//! State-change diffing.
//!
//! Before the tick mutates anything the orchestrator captures a
//! [`TrackedState`]: the client-visible fields of every entity rendered as
//! JSON values. After the tick a second capture is diffed against the first
//! and every differing field becomes a [`StateChange`]. Entities that appear
//! or disappear are reported once with the pseudo-field `exists`.

use std::collections::BTreeMap;

use serde::Serialize;
use serde_json::Value;

use frontier_types::{
    Actor, Alliance, Behemoth, ChangedEntity, Monster, ResourceNode, StateChange, Structure,
    Trade,
};
use frontier_world::WorldState;

/// Pseudo-field reporting creation (`false -> true`) or removal.
pub const EXISTS_FIELD: &str = "exists";

type Fields = BTreeMap<&'static str, Value>;

/// Tracked fields of every entity at one instant.
#[derive(Debug, Clone, Default, PartialEq)]
pub struct TrackedState {
    entities: BTreeMap<ChangedEntity, Fields>,
}

fn json(value: &impl Serialize) -> Value {
    serde_json::to_value(value).unwrap_or(Value::Null)
}

fn actor_fields(a: &Actor) -> Fields {
    BTreeMap::from([
        ("position", json(&a.position)),
        ("destination", json(&a.destination)),
        ("status", json(&a.status)),
        ("health", json(&a.stats.health)),
        ("max_health", json(&a.stats.max_health)),
        ("attack", json(&a.stats.attack)),
        ("defense", json(&a.stats.defense)),
        ("gold", json(&a.gold)),
        ("inventory", json(&a.inventory)),
        ("equipment", json(&a.equipment)),
        ("alliance", json(&a.alliance)),
        ("kills", json(&a.kills)),
        ("evolution_stage", json(&a.evolution_stage)),
        ("connected", json(&a.connected)),
    ])
}

fn monster_fields(m: &Monster) -> Fields {
    BTreeMap::from([
        ("position", json(&m.position)),
        ("behavior", json(&m.behavior)),
        ("health", json(&m.stats.health)),
        ("target", json(&m.target)),
    ])
}

fn resource_fields(r: &ResourceNode) -> Fields {
    BTreeMap::from([
        ("kind", json(&r.kind)),
        ("remaining", json(&r.remaining)),
        ("state", json(&r.state)),
        ("growth_complete_tick", json(&r.growth_complete_tick)),
    ])
}

fn behemoth_fields(b: &Behemoth) -> Fields {
    BTreeMap::from([
        ("position", json(&b.position)),
        ("status", json(&b.status)),
        ("health", json(&b.health)),
        ("ore", json(&b.ore)),
        ("fed", json(&b.fed)),
    ])
}

fn structure_fields(s: &Structure) -> Fields {
    BTreeMap::from([("alliance", json(&s.alliance))])
}

fn alliance_fields(a: &Alliance) -> Fields {
    BTreeMap::from([("members", json(&a.members))])
}

fn trade_fields(t: &Trade) -> Fields {
    BTreeMap::from([("status", json(&t.status))])
}

impl TrackedState {
    /// Render the tracked fields of every entity in `world`.
    pub fn capture(world: &WorldState) -> Self {
        let mut entities = BTreeMap::new();
        for (id, a) in &world.actors {
            entities.insert(ChangedEntity::Actor(*id), actor_fields(a));
        }
        for (id, m) in &world.monsters {
            entities.insert(ChangedEntity::Monster(*id), monster_fields(m));
        }
        for (id, r) in &world.resources {
            entities.insert(ChangedEntity::Resource(*id), resource_fields(r));
        }
        for (id, b) in &world.behemoths {
            entities.insert(ChangedEntity::Behemoth(*id), behemoth_fields(b));
        }
        for (id, s) in &world.structures {
            entities.insert(ChangedEntity::Structure(*id), structure_fields(s));
        }
        for (id, a) in &world.alliances {
            entities.insert(ChangedEntity::Alliance(*id), alliance_fields(a));
        }
        for (id, t) in &world.trades {
            entities.insert(ChangedEntity::Trade(*id), trade_fields(t));
        }
        Self { entities }
    }

    /// Every difference between `self` (before) and `after`, ordered by
    /// entity then field.
    pub fn diff(&self, after: &Self) -> Vec<StateChange> {
        let mut changes = Vec::new();
        for (entity, old) in &self.entities {
            match after.entities.get(entity) {
                None => changes.push(existence(*entity, true)),
                Some(new) => {
                    for (field, old_value) in old {
                        let new_value = new.get(field).unwrap_or(&Value::Null);
                        if old_value != new_value {
                            changes.push(StateChange {
                                entity: *entity,
                                field: (*field).to_owned(),
                                old: old_value.clone(),
                                new: new_value.clone(),
                            });
                        }
                    }
                }
            }
        }
        for entity in after.entities.keys() {
            if !self.entities.contains_key(entity) {
                changes.push(existence(*entity, false));
            }
        }
        changes.sort_by(|a, b| a.entity.cmp(&b.entity).then_with(|| a.field.cmp(&b.field)));
        changes
    }
}

fn existence(entity: ChangedEntity, existed: bool) -> StateChange {
    StateChange {
        entity,
        field: EXISTS_FIELD.to_owned(),
        old: Value::Bool(existed),
        new: Value::Bool(!existed),
    }
}

#[cfg(test)]
#[allow(clippy::unwrap_used)]
mod tests {
    use frontier_types::{Position, ResourceId, ResourceKind, ResourceState, Role};
    use frontier_world::WorldSettings;

    use super::*;

    fn world() -> WorldState {
        WorldState::new(1, WorldSettings::default()).unwrap()
    }

    #[test]
    fn unchanged_world_has_no_changes() {
        let mut w = world();
        w.spawn_actor("Ada", Role::Woodcutter);
        let before = TrackedState::capture(&w);
        let after = TrackedState::capture(&w);
        assert!(before.diff(&after).is_empty());
    }

    #[test]
    fn field_changes_are_reported() {
        let mut w = world();
        let id = w.spawn_actor("Ada", Role::Miner);
        let before = TrackedState::capture(&w);

        w.actors.get_mut(&id).unwrap().gold = 12;
        let changes = before.diff(&TrackedState::capture(&w));

        assert_eq!(changes.len(), 1);
        let change = changes.first().unwrap();
        assert_eq!(change.entity, ChangedEntity::Actor(id));
        assert_eq!(change.field, "gold");
        assert_eq!(change.old, Value::from(0));
        assert_eq!(change.new, Value::from(12));
    }

    #[test]
    fn creation_and_removal_use_exists() {
        let mut w = world();
        let node = ResourceNode {
            id: ResourceId::new(),
            kind: ResourceKind::Tree,
            position: Position::new(10.0, 10.0),
            remaining: 5,
            capacity: 5,
            state: ResourceState::Available,
            growth_complete_tick: None,
        };
        let id = node.id;
        let before = TrackedState::capture(&w);
        w.add_resource(node).unwrap();
        let mid = TrackedState::capture(&w);

        let created = before.diff(&mid);
        assert_eq!(created.len(), 1);
        assert_eq!(created.first().unwrap().field, EXISTS_FIELD);
        assert_eq!(created.first().unwrap().new, Value::Bool(true));

        w.remove_resource(id);
        let removed = mid.diff(&TrackedState::capture(&w));
        assert_eq!(removed.len(), 1);
        assert_eq!(removed.first().unwrap().entity, ChangedEntity::Resource(id));
        assert_eq!(removed.first().unwrap().new, Value::Bool(false));
    }
}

..............................

* [WORK INSTRUCTION]: Within the listing, how many lines hold the string "impl"? Answer with the number alone.

* [RESPONSE AREA]: 2